If you answered yes to any of these then you are spending some of your time in autopilot. Mindfulness can help with this. It allows us to consider alternative perspectives rather than simply reacting to events and not taking time to make intelligent decisions.
How can small business owners encourage Mindfulness in their business?
Organise a mindfulness session so everyone understands what it is.
Lead by example – don’t rush to give your first response to a difficult situation; take time to react with empathy and a truly considered response.
During meetings, or face-to-face situations, give staff time to think about decisions they have to make, rather than expecting rushed answers.

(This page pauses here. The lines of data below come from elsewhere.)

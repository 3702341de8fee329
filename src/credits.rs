//! Credit ledger and generation lifecycle.
//!
//! Credits are taken with a conditional UPDATE before any row is written,
//! so a balance can never go negative. Every failure after the deduction
//! gives the credits back.

use crate::models::generations::{
    Generation, GenerationOutput, GenerationStatus, GenerationType, NewGeneration,
};
use crate::models::users::User;
use crate::providers::{CompletionRequest, ImageRequest, ProviderKind, ProviderRouter};
use crate::{ApiError, AppState};
use serde_json::Value;
use tracing::{debug, error, info, warn};
use uuid::Uuid;

pub const CHAT_MESSAGE_COST: i32 = 1;

pub fn credit_cost(generation_type: GenerationType) -> i32 {
    match generation_type {
        GenerationType::Text => 1,
        GenerationType::Code => 2,
        GenerationType::Website => 3,
        GenerationType::Image => 5,
    }
}

pub fn has_credits(user: &User, cost: i32) -> bool {
    user.has_unlimited_credits || user.credits >= cost
}

/// What unlimited users are charged: nothing.
pub fn charge_for(user: &User, cost: i32) -> i32 {
    if user.has_unlimited_credits {
        0
    } else {
        cost
    }
}

/// Takes `amount` credits or fails with 402. Returns the remaining balance,
/// `None` when nothing was charged.
pub fn deduct(state: &AppState, user_id: Uuid, amount: i32) -> Result<Option<i32>, ApiError> {
    if amount <= 0 {
        return Ok(None);
    }
    match state.db.try_deduct_credits(user_id, amount)? {
        Some(balance) => {
            debug!("Charged {} credits to {}, balance {}", amount, user_id, balance);
            Ok(Some(balance))
        }
        None => {
            info!("User {} has insufficient credits for {}", user_id, amount);
            Err(ApiError::InsufficientCredits)
        }
    }
}

pub fn refund(state: &AppState, user_id: Uuid, amount: i32) {
    if amount <= 0 {
        return;
    }
    match state.db.add_credits(user_id, amount) {
        Ok(balance) => info!("Refunded {} credits to {}, balance {}", amount, user_id, balance),
        Err(e) => error!("Failed to refund {} credits to {}: {:?}", amount, user_id, e),
    }
}

/// Picks the credential for a provider call: the user's own key, then the
/// active admin key. `None` lets the router fall back to the environment.
pub fn resolve_api_key(
    state: &AppState,
    user_id: Uuid,
    kind: ProviderKind,
) -> Result<Option<String>, ApiError> {
    if let Some(key) = state.db.get_user_api_key(user_id, kind.as_str())? {
        debug!("Using stored {} key of user {}", kind, user_id);
        return Ok(Some(state.key_cipher.decrypt_string(&key.key_enc)?));
    }
    if let Some(key) = state.db.get_active_provider_key(kind.as_str())? {
        debug!("Using admin {} key", kind);
        return Ok(Some(state.key_cipher.decrypt_string(&key.key_enc)?));
    }
    Ok(None)
}

#[derive(Debug, Clone)]
pub enum GenerationWork {
    Completion(CompletionRequest),
    Image(ImageRequest),
}

#[derive(Debug, Clone)]
pub struct GenerationJob {
    pub generation_type: GenerationType,
    pub prompt: String,
    pub provider: ProviderKind,
    pub work: GenerationWork,
    pub metadata: Option<Value>,
    /// Applied to completion text before it is stored.
    pub postprocess: Option<fn(&str) -> String>,
}

impl GenerationJob {
    fn model(&self, router: &ProviderRouter) -> String {
        match &self.work {
            GenerationWork::Completion(req) => req
                .model
                .clone()
                .unwrap_or_else(|| router.default_model(self.provider)),
            GenerationWork::Image(req) => req
                .model
                .clone()
                .or_else(|| router.default_image_model(self.provider))
                .unwrap_or_else(|| router.default_model(self.provider)),
        }
    }
}

/// Deducts credits, records a PROCESSING generation, calls the provider and
/// finishes the record as COMPLETED or FAILED. Failures refund the charge.
pub async fn run_generation(
    state: &AppState,
    user: &User,
    job: GenerationJob,
) -> Result<Generation, ApiError> {
    let cost = credit_cost(job.generation_type);
    if !has_credits(user, cost) {
        return Err(ApiError::InsufficientCredits);
    }

    if let GenerationWork::Image(_) = job.work {
        if !job.provider.supports_images() {
            return Err(ApiError::InvalidRequest(format!(
                "{} does not support image generation",
                job.provider
            )));
        }
    }

    let api_key = resolve_api_key(state, user.id, job.provider)?;
    if api_key.is_none() && !state.provider_router.is_configured(job.provider) {
        return Err(ApiError::InvalidRequest(format!(
            "Provider {} is not configured",
            job.provider
        )));
    }

    let charged = charge_for(user, cost);
    deduct(state, user.id, charged)?;

    let new_generation = NewGeneration {
        user_id: user.id,
        generation_type: job.generation_type,
        prompt: job.prompt.clone(),
        status: GenerationStatus::Processing,
        credits_used: charged,
        provider: job.provider.as_str().to_string(),
        model: job.model(&state.provider_router),
        metadata: job.metadata.clone(),
    };
    let generation = match state.db.create_generation(new_generation) {
        Ok(generation) => generation,
        Err(e) => {
            error!("Failed to record generation for {}: {:?}", user.id, e);
            refund(state, user.id, charged);
            return Err(e.into());
        }
    };
    info!(
        "Generation {} ({:?}) started via {} for user {}",
        generation.id, job.generation_type, job.provider, user.id
    );

    let outcome = match &job.work {
        GenerationWork::Completion(request) => state
            .provider_router
            .complete(job.provider, api_key.as_deref(), request)
            .await
            .map(|completion| GenerationOutput {
                content: Some(match job.postprocess {
                    Some(f) => f(&completion.content),
                    None => completion.content,
                }),
                image_url: None,
                tokens: completion.tokens,
                cost: completion.cost,
                model: completion.model,
            }),
        GenerationWork::Image(request) => state
            .provider_router
            .generate_image(job.provider, api_key.as_deref(), request)
            .await
            .map(|image| GenerationOutput {
                content: None,
                image_url: Some(image.url),
                tokens: 0,
                cost: image.cost,
                model: image.model,
            }),
    };

    let output = match outcome {
        Ok(output) => output,
        Err(e) => {
            warn!("Generation {} failed: {}", generation.id, e);
            abandon(state, &generation, &e.to_string(), charged);
            return Err(e.into());
        }
    };

    match state.db.complete_generation(generation.id, &output) {
        Ok(generation) => {
            info!(
                "Generation {} completed: {} tokens, ${:.6}",
                generation.id, generation.tokens, generation.cost
            );
            Ok(generation)
        }
        Err(e) => {
            error!("Failed to store output of generation {}: {:?}", generation.id, e);
            abandon(state, &generation, "Failed to store generation output", charged);
            Err(e.into())
        }
    }
}

/// Marks a PROCESSING generation as FAILED and gives back what was charged.
fn abandon(state: &AppState, generation: &Generation, reason: &str, charged: i32) {
    if let Err(db_err) = state.db.fail_generation(generation.id, reason) {
        error!(
            "Failed to mark generation {} as failed: {:?}",
            generation.id, db_err
        );
    }
    refund(state, generation.user_id, charged);
}
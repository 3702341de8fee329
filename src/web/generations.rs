use crate::models::generations::{Generation, GenerationFilter, GenerationType};
use crate::models::users::User;
use crate::web::auth::require_user;
use crate::{ApiError, AppState};
use axum::{
    extract::{Path, Query, State},
    middleware::from_fn_with_state,
    routing::get,
    Extension, Json, Router,
};
use serde::{Deserialize, Serialize};
use std::sync::Arc;
use tracing::{debug, info};
use uuid::Uuid;

pub const DEFAULT_PAGE_SIZE: i64 = 20;
pub const MAX_PAGE_SIZE: i64 = 100;

#[derive(Debug, Clone, Default, Deserialize)]
pub struct ListGenerationsParams {
    #[serde(rename = "type")]
    pub generation_type: Option<String>,
    pub limit: Option<i64>,
    pub offset: Option<i64>,
}

#[derive(Debug, Clone, Serialize)]
pub struct GenerationList {
    pub generations: Vec<Generation>,
    pub limit: i64,
    pub offset: i64,
}

#[derive(Debug, Clone, Serialize)]
pub struct DeletedResponse {
    pub id: String,
    pub deleted: bool,
}

/// Clamps pagination input to sane bounds.
pub(crate) fn page(limit: Option<i64>, offset: Option<i64>) -> (i64, i64) {
    (
        limit.unwrap_or(DEFAULT_PAGE_SIZE).clamp(1, MAX_PAGE_SIZE),
        offset.unwrap_or(0).max(0),
    )
}

pub fn router(app_state: Arc<AppState>) -> Router<()> {
    Router::new()
        .route("/api/generations", get(list_generations))
        .route(
            "/api/generations/:id",
            get(get_generation).delete(delete_generation),
        )
        .route_layer(from_fn_with_state(app_state.clone(), require_user))
        .with_state(app_state)
}

async fn list_generations(
    State(state): State<Arc<AppState>>,
    Extension(user): Extension<User>,
    Query(params): Query<ListGenerationsParams>,
) -> Result<Json<GenerationList>, ApiError> {
    debug!("Listing generations for user {}", user.id);
    let generation_type = match params.generation_type.as_deref() {
        None | Some("") => None,
        Some(value) => Some(GenerationType::parse(value).ok_or_else(|| {
            ApiError::InvalidRequest(format!("Unknown generation type {}", value))
        })?),
    };
    let (limit, offset) = page(params.limit, params.offset);

    let generations = state.db.list_generations(
        user.id,
        GenerationFilter {
            generation_type,
            limit,
            offset,
        },
    )?;

    Ok(Json(GenerationList {
        generations,
        limit,
        offset,
    }))
}

async fn get_generation(
    State(state): State<Arc<AppState>>,
    Extension(user): Extension<User>,
    Path(id): Path<Uuid>,
) -> Result<Json<Generation>, ApiError> {
    debug!("Getting generation {} for user {}", id, user.id);
    Ok(Json(state.db.get_generation(id, user.id)?))
}

async fn delete_generation(
    State(state): State<Arc<AppState>>,
    Extension(user): Extension<User>,
    Path(id): Path<Uuid>,
) -> Result<Json<DeletedResponse>, ApiError> {
    state.db.delete_generation(id, user.id)?;
    info!("Deleted generation {} of user {}", id, user.id);
    Ok(Json(DeletedResponse {
        id: id.to_string(),
        deleted: true,
    }))
}
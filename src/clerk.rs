//! Clerk session tokens and Svix-signed webhooks.

use base64::{engine::general_purpose::STANDARD as BASE64, Engine as _};
use hmac::{Hmac, Mac};
use jsonwebtoken::{decode, Algorithm, DecodingKey, Validation};
use serde::{Deserialize, Serialize};
use sha2::Sha256;
use subtle::ConstantTimeEq;
use tracing::{debug, error};

type HmacSha256 = Hmac<Sha256>;

pub const WEBHOOK_TOLERANCE_SECS: u64 = 300;
const JWT_LEEWAY_SECS: u64 = 5;

#[derive(Debug, thiserror::Error, PartialEq)]
pub enum ClerkError {
    #[error("Invalid Clerk public key")]
    InvalidKey,
    #[error("Invalid session token")]
    InvalidToken,
    #[error("Unauthorized party: {0}")]
    UnauthorizedParty(String),
    #[error("Webhook secret not configured")]
    WebhookNotConfigured,
    #[error("Missing webhook header: {0}")]
    MissingHeader(&'static str),
    #[error("Webhook timestamp outside tolerance")]
    StaleTimestamp,
    #[error("Invalid webhook signature")]
    InvalidSignature,
}

/// Claims of a Clerk session token. Email is only present when the
/// session token template adds it.
#[derive(Debug, Clone, Serialize, Deserialize)]
pub struct SessionClaims {
    pub sub: String,
    pub exp: u64,
    #[serde(default)]
    pub nbf: Option<u64>,
    #[serde(default)]
    pub azp: Option<String>,
    #[serde(default)]
    pub sid: Option<String>,
    #[serde(default)]
    pub email: Option<String>,
}

#[derive(Clone)]
pub struct ClerkVerifier {
    decoding_key: DecodingKey,
    authorized_parties: Vec<String>,
    webhook_secret: Option<Vec<u8>>,
}

impl std::fmt::Debug for ClerkVerifier {
    fn fmt(&self, f: &mut std::fmt::Formatter<'_>) -> std::fmt::Result {
        f.debug_struct("ClerkVerifier")
            .field("authorized_parties", &self.authorized_parties)
            .field("webhook_secret", &self.webhook_secret.as_ref().map(|_| "[REDACTED]"))
            .finish_non_exhaustive()
    }
}

impl ClerkVerifier {
    pub fn new(
        public_key_pem: &str,
        authorized_parties: Vec<String>,
        webhook_secret: Option<&str>,
    ) -> Result<Self, ClerkError> {
        let decoding_key = DecodingKey::from_rsa_pem(public_key_pem.as_bytes()).map_err(|e| {
            error!("Failed to parse Clerk public key: {:?}", e);
            ClerkError::InvalidKey
        })?;
        let webhook_secret = webhook_secret.map(decode_webhook_secret).transpose()?;

        Ok(Self {
            decoding_key,
            authorized_parties,
            webhook_secret,
        })
    }

    pub fn verify_session(&self, token: &str) -> Result<SessionClaims, ClerkError> {
        let mut validation = Validation::new(Algorithm::RS256);
        validation.leeway = JWT_LEEWAY_SECS;
        validation.validate_nbf = true;
        validation.set_required_spec_claims(&["exp", "sub"]);

        let data = decode::<SessionClaims>(token, &self.decoding_key, &validation).map_err(|e| {
            debug!("Session token rejected: {:?}", e);
            ClerkError::InvalidToken
        })?;
        let claims = data.claims;

        if !self.authorized_parties.is_empty() {
            match claims.azp.as_deref() {
                Some(azp) if self.authorized_parties.iter().any(|p| p == azp) => {}
                other => {
                    return Err(ClerkError::UnauthorizedParty(
                        other.unwrap_or_default().to_string(),
                    ))
                }
            }
        }

        Ok(claims)
    }

    /// Checks a Svix signature over `{id}.{timestamp}.{body}`. The
    /// signature header may carry several space separated `v1,<sig>` entries.
    pub fn verify_webhook(
        &self,
        svix_id: Option<&str>,
        svix_timestamp: Option<&str>,
        svix_signature: Option<&str>,
        body: &[u8],
        now: i64,
    ) -> Result<(), ClerkError> {
        let secret = self
            .webhook_secret
            .as_deref()
            .ok_or(ClerkError::WebhookNotConfigured)?;
        let id = svix_id.ok_or(ClerkError::MissingHeader("svix-id"))?;
        let timestamp = svix_timestamp.ok_or(ClerkError::MissingHeader("svix-timestamp"))?;
        let signatures = svix_signature.ok_or(ClerkError::MissingHeader("svix-signature"))?;

        let ts: i64 = timestamp.parse().map_err(|_| ClerkError::StaleTimestamp)?;
        if now.abs_diff(ts) > WEBHOOK_TOLERANCE_SECS {
            return Err(ClerkError::StaleTimestamp);
        }

        let expected = svix_signature_for(secret, id, timestamp, body)?;
        let matched = signatures
            .split_whitespace()
            .filter_map(|entry| entry.strip_prefix("v1,"))
            .any(|sig| bool::from(sig.as_bytes().ct_eq(expected.as_bytes())));

        if matched {
            Ok(())
        } else {
            Err(ClerkError::InvalidSignature)
        }
    }
}

fn decode_webhook_secret(secret: &str) -> Result<Vec<u8>, ClerkError> {
    let encoded = secret.strip_prefix("whsec_").unwrap_or(secret);
    BASE64.decode(encoded).map_err(|_| ClerkError::InvalidKey)
}

pub(crate) fn svix_signature_for(
    secret: &[u8],
    id: &str,
    timestamp: &str,
    body: &[u8],
) -> Result<String, ClerkError> {
    let mut mac = HmacSha256::new_from_slice(secret).map_err(|_| ClerkError::InvalidKey)?;
    mac.update(id.as_bytes());
    mac.update(b".");
    mac.update(timestamp.as_bytes());
    mac.update(b".");
    mac.update(body);
    Ok(BASE64.encode(mac.finalize().into_bytes()))
}

/// Clerk `user.*` webhook payload.
#[derive(Debug, Clone, Deserialize)]
pub struct ClerkWebhookEvent {
    #[serde(rename = "type")]
    pub event_type: String,
    pub data: ClerkUserData,
}

#[derive(Debug, Clone, Deserialize)]
pub struct ClerkUserData {
    pub id: Option<String>,
    #[serde(default)]
    pub email_addresses: Vec<ClerkEmailAddress>,
    #[serde(default)]
    pub primary_email_address_id: Option<String>,
}

#[derive(Debug, Clone, Deserialize)]
pub struct ClerkEmailAddress {
    pub id: String,
    pub email_address: String,
}

impl ClerkUserData {
    pub fn primary_email(&self) -> Option<&str> {
        let primary = self.primary_email_address_id.as_deref();
        self.email_addresses
            .iter()
            .find(|e| Some(e.id.as_str()) == primary)
            .or_else(|| self.email_addresses.first())
            .map(|e| e.email_address.as_str())
    }
}
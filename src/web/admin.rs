use crate::db::AdminStats;
use crate::masking::mask_api_key;
use crate::models::provider_keys::{AiProviderKey, NewAiProviderKey};
use crate::models::users::{User, UserAdminUpdate};
use crate::providers::ProviderKind;
use crate::web::JsonBody;
use crate::web::auth::{require_admin, require_user};
use crate::web::generations::{page, DeletedResponse};
use crate::{ApiError, AppState};
use axum::{
    extract::{Path, Query, State},
    middleware::from_fn_with_state,
    routing::{delete, get, patch},
    Extension, Json, Router,
};
use chrono::{DateTime, Utc};
use serde::{Deserialize, Serialize};
use std::sync::Arc;
use tracing::info;
use uuid::Uuid;
use validator::Validate;

#[derive(Debug, Clone, Default, Deserialize)]
pub struct ListUsersParams {
    pub limit: Option<i64>,
    pub offset: Option<i64>,
}

#[derive(Debug, Clone, Deserialize, Validate)]
pub struct SaveProviderKeyRequest {
    pub provider: String,
    #[validate(length(min = 1, max = 512))]
    pub api_key: String,
    pub is_active: Option<bool>,
}

#[derive(Debug, Clone, Serialize)]
pub struct ProviderKeyView {
    pub provider: String,
    pub masked_key: String,
    pub is_active: bool,
    pub updated_at: DateTime<Utc>,
}

pub fn router(app_state: Arc<AppState>) -> Router<()> {
    Router::new()
        .route("/api/admin/users", get(list_users))
        .route("/api/admin/users/:id", patch(update_user))
        .route("/api/admin/stats", get(stats))
        .route(
            "/api/admin/providers",
            get(list_provider_keys).post(save_provider_key),
        )
        .route("/api/admin/providers/:provider", delete(delete_provider_key))
        .route_layer(from_fn_with_state(app_state.clone(), require_admin))
        .route_layer(from_fn_with_state(app_state.clone(), require_user))
        .with_state(app_state)
}

async fn list_users(
    State(state): State<Arc<AppState>>,
    Query(params): Query<ListUsersParams>,
) -> Result<Json<Vec<User>>, ApiError> {
    let (limit, offset) = page(params.limit, params.offset);
    Ok(Json(state.db.list_users(limit, offset)?))
}

async fn update_user(
    State(state): State<Arc<AppState>>,
    Extension(admin): Extension<User>,
    Path(id): Path<Uuid>,
    JsonBody(changes): JsonBody<UserAdminUpdate>,
) -> Result<Json<User>, ApiError> {
    if changes.is_empty() {
        return Err(ApiError::InvalidRequest("No fields to update".to_string()));
    }
    if changes.credits.is_some_and(|c| c < 0) {
        return Err(ApiError::InvalidRequest(
            "credits must not be negative".to_string(),
        ));
    }

    let user = state.db.update_user_admin_fields(id, &changes)?;
    info!("Admin {} updated user {}: {:?}", admin.id, id, changes);
    Ok(Json(user))
}

async fn stats(State(state): State<Arc<AppState>>) -> Result<Json<AdminStats>, ApiError> {
    Ok(Json(state.db.get_admin_stats()?))
}

fn provider_key_view(state: &AppState, key: &AiProviderKey) -> Result<ProviderKeyView, ApiError> {
    let plaintext = state.key_cipher.decrypt_string(&key.key_enc)?;
    Ok(ProviderKeyView {
        provider: key.provider.clone(),
        masked_key: mask_api_key(&plaintext),
        is_active: key.is_active,
        updated_at: key.updated_at,
    })
}

async fn list_provider_keys(
    State(state): State<Arc<AppState>>,
) -> Result<Json<Vec<ProviderKeyView>>, ApiError> {
    let views = state
        .db
        .list_provider_keys()?
        .iter()
        .map(|key| provider_key_view(&state, key))
        .collect::<Result<Vec<_>, _>>()?;
    Ok(Json(views))
}

async fn save_provider_key(
    State(state): State<Arc<AppState>>,
    Extension(admin): Extension<User>,
    JsonBody(body): JsonBody<SaveProviderKeyRequest>,
) -> Result<Json<ProviderKeyView>, ApiError> {
    body.validate()?;
    let provider: ProviderKind = body.provider.parse()?;
    let api_key = body.api_key.trim();
    if api_key.is_empty() {
        return Err(ApiError::InvalidRequest("api_key must not be blank".to_string()));
    }

    let stored = state.db.upsert_provider_key(NewAiProviderKey {
        provider: provider.as_str().to_string(),
        key_enc: state.key_cipher.encrypt_string(api_key)?,
        is_active: body.is_active.unwrap_or(true),
    })?;
    info!("Admin {} stored service key for {}", admin.id, provider);
    Ok(Json(provider_key_view(&state, &stored)?))
}

async fn delete_provider_key(
    State(state): State<Arc<AppState>>,
    Extension(admin): Extension<User>,
    Path(provider): Path<String>,
) -> Result<Json<DeletedResponse>, ApiError> {
    let provider: ProviderKind = provider.parse()?;
    state.db.delete_provider_key(provider.as_str())?;
    info!("Admin {} removed service key for {}", admin.id, provider);
    Ok(Json(DeletedResponse {
        id: provider.as_str().to_string(),
        deleted: true,
    }))
}
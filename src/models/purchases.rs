use crate::models::schema::purchases;
use chrono::{DateTime, Utc};
use diesel::prelude::*;
use diesel_derive_enum::DbEnum;
use serde::{Deserialize, Serialize};
use thiserror::Error;
use uuid::Uuid;

#[derive(Error, Debug)]
pub enum PurchaseError {
    #[error("Database error: {0}")]
    DatabaseError(#[from] diesel::result::Error),
    #[error("Purchase not found")]
    NotFound,
}

#[derive(Debug, Clone, Copy, PartialEq, Eq, Serialize, Deserialize, DbEnum)]
#[ExistingTypePath = "crate::models::schema::sql_types::PurchaseStatus"]
#[DbValueStyle = "SCREAMING_SNAKE_CASE"]
#[serde(rename_all = "SCREAMING_SNAKE_CASE")]
pub enum PurchaseStatus {
    Pending,
    Completed,
    Failed,
}

#[derive(Queryable, Selectable, Identifiable, Debug, Clone, Serialize, Deserialize)]
#[diesel(table_name = purchases)]
#[diesel(check_for_backend(diesel::pg::Pg))]
pub struct Purchase {
    pub id: Uuid,
    pub user_id: Uuid,
    pub stripe_session_id: String,
    pub amount: i32,
    pub credits: i32,
    pub status: PurchaseStatus,
    pub created_at: DateTime<Utc>,
    pub updated_at: DateTime<Utc>,
}

#[derive(Insertable, Debug, Clone)]
#[diesel(table_name = purchases)]
pub struct NewPurchase {
    pub user_id: Uuid,
    pub stripe_session_id: String,
    pub amount: i32,
    pub credits: i32,
    pub status: PurchaseStatus,
}

impl NewPurchase {
    pub fn insert(&self, conn: &mut PgConnection) -> Result<Purchase, PurchaseError> {
        diesel::insert_into(purchases::table)
            .values(self)
            .get_result::<Purchase>(conn)
            .map_err(PurchaseError::DatabaseError)
    }
}

impl Purchase {
    pub fn get_by_session_id(
        conn: &mut PgConnection,
        session_id: &str,
    ) -> Result<Option<Purchase>, PurchaseError> {
        purchases::table
            .filter(purchases::stripe_session_id.eq(session_id))
            .first::<Purchase>(conn)
            .optional()
            .map_err(PurchaseError::DatabaseError)
    }

    pub fn set_status(
        conn: &mut PgConnection,
        session_id: &str,
        status: PurchaseStatus,
    ) -> Result<Purchase, PurchaseError> {
        diesel::update(purchases::table.filter(purchases::stripe_session_id.eq(session_id)))
            .set((
                purchases::status.eq(status),
                purchases::updated_at.eq(diesel::dsl::now),
            ))
            .get_result::<Purchase>(conn)
            .map_err(|e| match e {
                diesel::result::Error::NotFound => PurchaseError::NotFound,
                _ => PurchaseError::DatabaseError(e),
            })
    }

    pub fn completed_revenue(conn: &mut PgConnection) -> Result<i64, PurchaseError> {
        purchases::table
            .filter(purchases::status.eq(PurchaseStatus::Completed))
            .select(diesel::dsl::sum(purchases::amount))
            .first::<Option<i64>>(conn)
            .map(|total| total.unwrap_or(0))
            .map_err(PurchaseError::DatabaseError)
    }
}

Benefits of Mindful Eating:
Mindful eating can increase your enjoyment of food; ease digestion; help you to control food, rather than it controlling you.
It can reduce food cravings and most of all help you enjoy the moment of eating.
Techniques for mindful eating:
- Shop smart – don’t shop when you are hungry. Stay on the outside of the store where the fresh food is kept.
- Remove processed foods from your home.
- Slow down. You’ll often find that you end up eating less.
- Enjoy your meal like it’s a wine tasting. It forces you to notice subtle flavours and textures you otherwise may miss.
- Tune the world out when you eat. Eat in silence. If that is impossible, tune out everything else for a brief moment. Stop reading, checking your mobile and stop watching television.
- Tune in. Let every sense tune in to the food experience. The texture, the utensils, the presentation, the colour. Every aspect of the food should be noticeable.
Mindfulness is one of the reasons we’ve taken great care at Creative Nature to consider every aspect of the products we offer. From the ingredients, the taste, the look, even down to our branding.
We want eating our products to be a positive experience, one worth savouring and taking a moment to ‘just eat’ in a healthy, safe and joyous manner.